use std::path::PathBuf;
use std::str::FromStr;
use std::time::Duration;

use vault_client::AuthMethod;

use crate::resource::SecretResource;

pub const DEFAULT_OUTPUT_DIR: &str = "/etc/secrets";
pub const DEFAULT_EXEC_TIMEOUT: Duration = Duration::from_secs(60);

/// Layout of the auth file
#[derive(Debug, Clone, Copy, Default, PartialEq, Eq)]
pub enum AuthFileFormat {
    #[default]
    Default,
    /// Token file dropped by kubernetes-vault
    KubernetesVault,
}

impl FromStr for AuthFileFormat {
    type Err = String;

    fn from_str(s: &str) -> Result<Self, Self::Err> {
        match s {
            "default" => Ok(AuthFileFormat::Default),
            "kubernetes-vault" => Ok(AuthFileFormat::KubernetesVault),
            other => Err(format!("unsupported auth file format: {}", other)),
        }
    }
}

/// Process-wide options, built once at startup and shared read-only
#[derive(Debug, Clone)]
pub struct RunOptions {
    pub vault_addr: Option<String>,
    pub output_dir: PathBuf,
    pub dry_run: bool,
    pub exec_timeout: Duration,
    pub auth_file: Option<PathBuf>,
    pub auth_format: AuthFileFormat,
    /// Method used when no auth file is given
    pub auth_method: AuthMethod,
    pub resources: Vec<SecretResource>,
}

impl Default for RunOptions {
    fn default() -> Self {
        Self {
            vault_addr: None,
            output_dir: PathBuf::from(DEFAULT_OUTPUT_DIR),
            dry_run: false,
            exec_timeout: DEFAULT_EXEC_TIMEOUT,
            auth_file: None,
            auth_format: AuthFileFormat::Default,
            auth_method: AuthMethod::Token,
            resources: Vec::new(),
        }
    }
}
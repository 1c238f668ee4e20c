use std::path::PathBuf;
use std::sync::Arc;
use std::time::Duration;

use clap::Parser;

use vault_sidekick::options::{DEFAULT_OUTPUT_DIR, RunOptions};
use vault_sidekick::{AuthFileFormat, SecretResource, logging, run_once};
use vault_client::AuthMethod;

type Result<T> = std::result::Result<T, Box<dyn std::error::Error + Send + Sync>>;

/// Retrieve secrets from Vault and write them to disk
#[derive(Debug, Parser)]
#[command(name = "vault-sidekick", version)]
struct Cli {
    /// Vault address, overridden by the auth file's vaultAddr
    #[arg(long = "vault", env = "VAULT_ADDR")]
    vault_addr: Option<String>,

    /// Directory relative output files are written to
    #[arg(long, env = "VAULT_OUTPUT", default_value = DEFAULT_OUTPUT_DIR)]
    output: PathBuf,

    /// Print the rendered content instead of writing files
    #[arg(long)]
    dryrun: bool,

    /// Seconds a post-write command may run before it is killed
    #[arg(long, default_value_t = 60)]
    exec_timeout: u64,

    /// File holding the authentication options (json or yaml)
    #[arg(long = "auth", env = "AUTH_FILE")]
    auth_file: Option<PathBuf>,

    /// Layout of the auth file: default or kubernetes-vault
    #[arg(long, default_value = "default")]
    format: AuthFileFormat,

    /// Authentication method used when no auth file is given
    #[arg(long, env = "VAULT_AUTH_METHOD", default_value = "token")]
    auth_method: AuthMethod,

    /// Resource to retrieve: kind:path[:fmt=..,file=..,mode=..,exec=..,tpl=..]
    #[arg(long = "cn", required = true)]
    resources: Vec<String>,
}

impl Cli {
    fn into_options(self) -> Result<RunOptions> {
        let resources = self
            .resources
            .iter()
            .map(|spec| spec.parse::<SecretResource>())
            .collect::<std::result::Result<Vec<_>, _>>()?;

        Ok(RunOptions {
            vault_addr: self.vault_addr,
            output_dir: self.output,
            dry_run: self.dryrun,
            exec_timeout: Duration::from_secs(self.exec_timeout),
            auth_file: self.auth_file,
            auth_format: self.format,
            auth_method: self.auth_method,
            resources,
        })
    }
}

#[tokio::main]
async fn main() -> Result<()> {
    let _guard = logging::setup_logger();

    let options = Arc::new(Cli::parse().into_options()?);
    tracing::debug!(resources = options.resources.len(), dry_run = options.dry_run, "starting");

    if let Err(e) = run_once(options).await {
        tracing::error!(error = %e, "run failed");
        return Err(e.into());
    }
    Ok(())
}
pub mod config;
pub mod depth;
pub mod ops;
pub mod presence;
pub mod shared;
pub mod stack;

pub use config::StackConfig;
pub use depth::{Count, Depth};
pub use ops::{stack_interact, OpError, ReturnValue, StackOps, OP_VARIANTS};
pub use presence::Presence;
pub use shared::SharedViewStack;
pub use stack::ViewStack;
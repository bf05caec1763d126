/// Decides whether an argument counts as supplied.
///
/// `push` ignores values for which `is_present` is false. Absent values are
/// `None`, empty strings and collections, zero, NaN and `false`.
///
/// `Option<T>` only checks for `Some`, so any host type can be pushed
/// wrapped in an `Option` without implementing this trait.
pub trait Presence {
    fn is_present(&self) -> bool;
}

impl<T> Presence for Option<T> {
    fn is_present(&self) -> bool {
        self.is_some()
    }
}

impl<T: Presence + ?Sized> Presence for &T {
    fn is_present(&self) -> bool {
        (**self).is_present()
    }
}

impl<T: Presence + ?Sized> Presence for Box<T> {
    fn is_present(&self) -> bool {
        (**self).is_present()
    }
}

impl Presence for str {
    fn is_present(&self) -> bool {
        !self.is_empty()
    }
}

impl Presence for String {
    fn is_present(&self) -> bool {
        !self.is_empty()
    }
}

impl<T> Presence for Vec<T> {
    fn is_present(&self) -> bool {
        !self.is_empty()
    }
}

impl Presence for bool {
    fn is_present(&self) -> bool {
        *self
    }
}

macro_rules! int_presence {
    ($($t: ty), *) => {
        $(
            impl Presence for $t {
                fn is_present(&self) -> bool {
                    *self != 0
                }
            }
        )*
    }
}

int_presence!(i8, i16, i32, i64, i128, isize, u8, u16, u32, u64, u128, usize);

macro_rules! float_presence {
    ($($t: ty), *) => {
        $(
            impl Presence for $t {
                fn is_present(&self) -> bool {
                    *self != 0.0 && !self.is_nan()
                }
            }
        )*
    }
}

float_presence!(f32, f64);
★ ★ ★
### ABOUT THIS TASK
Each line of the material must be restated exactly.

### ANSWER TO THE PROBLEM
use std::path::PathBuf;
use std::str::FromStr;
use std::time::Duration;

use vault_client::AuthMethod;

use crate::resource::SecretResource;

pub const DEFAULT_OUTPUT_DIR: &str = "/etc/secrets";
pub const DEFAULT_EXEC_TIMEOUT: Duration = Duration::from_secs(60);

/// Layout of the auth file
#[derive(Debug, Clone, Copy, Default, PartialEq, Eq)]
pub enum AuthFileFormat {
    #[default]
    Default,
    /// Token file dropped by kubernetes-vault
    KubernetesVault,
}

impl FromStr for AuthFileFormat {
    type Err = String;

    fn from_str(s: &str) -> Result<Self, Self::Err> {
        match s {
            "default" => Ok(AuthFileFormat::Default),
            "kubernetes-vault" => Ok(AuthFileFormat::KubernetesVault),
            other => Err(format!("unsupported auth file format: {}", other)),
        }
    }
}

/// Process-wide options, built once at startup and shared read-only
#[derive(Debug, Clone)]
pub struct RunOptions {
    pub vault_addr: Option<String>,
    pub output_dir: PathBuf,
    pub dry_run: bool,
    pub exec_timeout: Duration,
    pub auth_file: Option<PathBuf>,
    pub auth_format: AuthFileFormat,
    /// Method used when no auth file is given
    pub auth_method: AuthMethod,
    pub resources: Vec<SecretResource>,
}

impl Default for RunOptions {
    fn default() -> Self {
        Self {
            vault_addr: None,
            output_dir: PathBuf::from(DEFAULT_OUTPUT_DIR),
            dry_run: false,
            exec_timeout: DEFAULT_EXEC_TIMEOUT,
            auth_file: None,
            auth_format: AuthFileFormat::Default,
            auth_method: AuthMethod::Token,
            resources: Vec::new(),
        }
    }
}
repository 1c238f668ee4e20c
use std::path::PathBuf;
use std::sync::Arc;
use std::time::Duration;

use clap::Parser;

use vault_sidekick::options::{DEFAULT_OUTPUT_DIR, RunOptions};
use vault_sidekick::{AuthFileFormat, SecretResource, logging, run_once};
use vault_client::AuthMethod;

type Result<T> = std::result::Result<T, Box<dyn std::error::Error + Send + Sync>>;

/// Retrieve secrets from Vault and write them to disk
#[derive(Debug, Parser)]
#[command(name = "vault-sidekick", version)]
struct Cli {
    /// Vault address, overridden by the auth file's vaultAddr
    #[arg(long = "vault", env = "VAULT_ADDR")]
    vault_addr: Option<String>,

    /// Directory relative output files are written to
    #[arg(long, env = "VAULT_OUTPUT", default_value = DEFAULT_OUTPUT_DIR)]
    output: PathBuf,

    /// Print the rendered content instead of writing files
    #[arg(long)]
    dryrun: bool,

    /// Seconds a post-write command may run before it is killed
    #[arg(long, default_value_t = 60)]
    exec_timeout: u64,

    /// File holding the authentication options (json or yaml)
    #[arg(long = "auth", env = "AUTH_FILE")]
    auth_file: Option<PathBuf>,

    /// Layout of the auth file: default or kubernetes-vault
    #[arg(long, default_value = "default")]
    format: AuthFileFormat,

    /// Authentication method used when no auth file is given
    #[arg(long, env = "VAULT_AUTH_METHOD", default_value = "token")]
    auth_method: AuthMethod,

    /// Resource to retrieve: kind:path[:fmt=..,file=..,mode=..,exec=..,tpl=..]
    #[arg(long = "cn", required = true)]
    resources: Vec<String>,
}

impl Cli {
    fn into_options(self) -> Result<RunOptions> {
        let resources = self
            .resources
            .iter()
            .map(|spec| spec.parse::<SecretResource>())
            .collect::<std::result::Result<Vec<_>, _>>()?;

        Ok(RunOptions {
            vault_addr: self.vault_addr,
            output_dir: self.output,
            dry_run: self.dryrun,
            exec_timeout: Duration::from_secs(self.exec_timeout),
            auth_file: self.auth_file,
            auth_format: self.format,
            auth_method: self.auth_method,
            resources,
        })
    }
}

#[tokio::main]
async fn main() -> Result<()> {
    let _guard = logging::setup_logger();

    let options = Arc::new(Cli::parse().into_options()?);
    tracing::debug!(resources = options.resources.len(), dry_run = options.dry_run, "starting");

    if let Err(e) = run_once(options).await {
        tracing::error!(error = %e, "run failed");
        return Err(e.into());
    }
    Ok(())
}
pub mod config;
pub mod depth;
pub mod ops;
pub mod presence;
pub mod shared;
pub mod stack;

pub use config::StackConfig;
pub use depth::{Count, Depth};
pub use ops::{stack_interact, OpError, ReturnValue, StackOps, OP_VARIANTS};
pub use presence::Presence;
pub use shared::SharedViewStack;
pub use stack::ViewStack;
repository bf05caec1763d126
/// Decides whether an argument counts as supplied.
///
/// `push` ignores values for which `is_present` is false. Absent values are
/// `None`, empty strings and collections, zero, NaN and `false`.
///
/// `Option<T>` only checks for `Some`, so any host type can be pushed
/// wrapped in an `Option` without implementing this trait.
pub trait Presence {
    fn is_present(&self) -> bool;
}

impl<T> Presence for Option<T> {
    fn is_present(&self) -> bool {
        self.is_some()
    }
}

impl<T: Presence + ?Sized> Presence for &T {
    fn is_present(&self) -> bool {
        (**self).is_present()
    }
}

impl<T: Presence + ?Sized> Presence for Box<T> {
    fn is_present(&self) -> bool {
        (**self).is_present()
    }
}

impl Presence for str {
    fn is_present(&self) -> bool {
        !self.is_empty()
    }
}

impl Presence for String {
    fn is_present(&self) -> bool {
        !self.is_empty()
    }
}

impl<T> Presence for Vec<T> {
    fn is_present(&self) -> bool {
        !self.is_empty()
    }
}

impl Presence for bool {
    fn is_present(&self) -> bool {
        *self
    }
}

macro_rules! int_presence {
    ($($t: ty), *) => {
        $(
            impl Presence for $t {
                fn is_present(&self) -> bool {
                    *self != 0
                }
            }
        )*
    }
}

int_presence!(i8, i16, i32, i64, i128, isize, u8, u16, u32, u64, u128, usize);

macro_rules! float_presence {
    ($($t: ty), *) => {
        $(
            impl Presence for $t {
                fn is_present(&self) -> bool {
                    *self != 0.0 && !self.is_nan()
                }
            }
        )*
    }
}

float_presence!(f32, f64);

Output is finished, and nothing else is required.